Onde o Amor Acabou e a Guerra Começou
Capítulo 2
A estatueta de metal polido parecia fria na minha mão. Pesava mais do que eu esperava.
"Prémio Arquiteto Revelação do Ano."
Ganhei. Depois de anos a trabalhar até tarde, a sacrificar fins de semana, a investir cada cêntimo que tinha nos meus projetos.
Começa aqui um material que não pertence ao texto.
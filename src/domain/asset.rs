//! Per-asset price data and the unified multi-asset timeline.

use crate::domain::bar::Bar;
use chrono::NaiveDate;
use std::collections::{BTreeSet, HashMap};

/// Price history of one symbol, sorted ascending by date.
#[derive(Debug, Clone, PartialEq)]
#[cfg_attr(feature = "serde", derive(serde::Serialize))]
pub struct Asset {
    pub symbol: String,
    pub bars: Vec<Bar>,
}

impl Asset {
    pub fn new(symbol: impl Into<String>, mut bars: Vec<Bar>) -> Self {
        bars.sort_by_key(|b| b.date);
        Asset {
            symbol: symbol.into(),
            bars,
        }
    }

    pub fn bar_count(&self) -> usize {
        self.bars.len()
    }

    /// Date to bar index lookup.
    pub fn date_index(&self) -> HashMap<NaiveDate, usize> {
        self.bars
            .iter()
            .enumerate()
            .map(|(i, bar)| (bar.date, i))
            .collect()
    }
}

/// Union of all assets' dates, ascending.
pub fn build_unified_timeline(assets: &[Asset]) -> Vec<NaiveDate> {
    let unique_dates: BTreeSet<NaiveDate> = assets
        .iter()
        .flat_map(|asset| asset.bars.iter().map(|bar| bar.date))
        .collect();
    unique_dates.into_iter().collect()
}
Conduzi para casa com um sorriso que não conseguia tirar do rosto. O rádio tocava uma música qualquer, mas eu não ouvia. Só conseguia pensar na cara do Pedro quando lhe mostrasse o prémio.
Ele ia ficar tão orgulhoso.
Estacionei o carro e subi as escadas do nosso prédio, dois degraus de cada vez. A porta do apartamento estava entreaberta.
Música alta vinha de dentro. A música dele.
Entrei, pronta para gritar a novidade, mas as palavras morreram na minha garganta.
Pedro não estava sozinho.
Ele e a Clara, a vocalista da banda dele, estavam a dançar no meio da sala. Garrafas de champanhe vazias na mesa de centro, que eu tinha desenhado. Restos de comida nos pratos que a minha avó me deu.
Eles não me viram. Estavam no seu próprio mundo.
Pedro pegou na Clara pela cintura, levantou-a no ar. Ela riu, um som agudo que encheu o nosso apartamento.
"Conseguimos, Clara! Uma editora! Uma editora a sério!"
Ele beijou-a.
Não foi um beijo de amigos. Foi um beijo longo, profundo. Um beijo que eu conhecia bem.
O troféu escorregou da minha mão.
Caiu no tapete felpudo com um baque surdo.
O som foi suficiente. Eles separaram-se bruscamente. Os olhos do Pedro encontraram os meus. Pânico, depois irritação.
"Sofia. Já chegaste."
Não era uma pergunta. Era uma acusação.
Clara ajeitou o vestido, um sorriso presunçoso nos lábios. Ela olhou para o troféu no chão.
"Oh, o que é isso? Ganhaste um pisa-papéis novo?"
Pedro lançou-lhe um olhar de aviso, mas não disse nada para a repreender.
"O que é que se passa aqui, Pedro?" a minha voz saiu trémula.
"Calma, Sofia. Não é o que estás a pensar," ele disse, as palavras automáticas de qualquer culpado. "A Clara e eu estávamos só a celebrar. A banda conseguiu um contrato discográfico."
Ele disse isto como se explicasse tudo. Como se o sucesso dele justificasse a cena à minha frente.
"A celebrar? Na nossa casa? Com o nosso champanhe?" apontei para a mesa. "E com ela?"
"A Clara faz parte da banda. Ela faz parte do sucesso," ele disse, defensivo. "Tu sabes o quanto eu trabalhei para isto."
Eu sabia? Eu é que paguei por este apartamento. Eu é que paguei pelo estúdio de gravação no quarto dos fundos. Eu é que paguei pelas guitarras dele, pelas aulas, pelas contas enquanto ele "perseguia o seu sonho".
"E o meu sucesso?" perguntei, a voz a ganhar força. "O prémio que eu ganhei hoje? Aquele que te liguei a dizer que tinha sido nomeada, e tu disseste que não podias ir à cerimónia porque tinhas um 'ensaio importante'?"
Ele desviou o olhar. "Sofia, isso é ótimo. Fico feliz por ti, a sério. Mas isto é diferente. Isto é a minha vida."
A minha vida. E eu, o que era eu na vida dele? A patrocinadora?
"Saiam," eu disse, a voz baixa e fria. "Os dois. Saiam da minha casa. Agora."
Clara riu. "Da tua casa? Pensei que esta era a casa do Pedro."
"Clara, cala-te," Pedro disse, finalmente mostrando alguma decência. Ele virou-se para mim. "Sofia, não sejas dramática. Estás cansada. Vamos falar sobre isto amanhã."
"Não há nada para falar," respondi, olhando para o homem que eu amava e vendo um estranho. "Pega nas tuas coisas e sai. A festa acabou."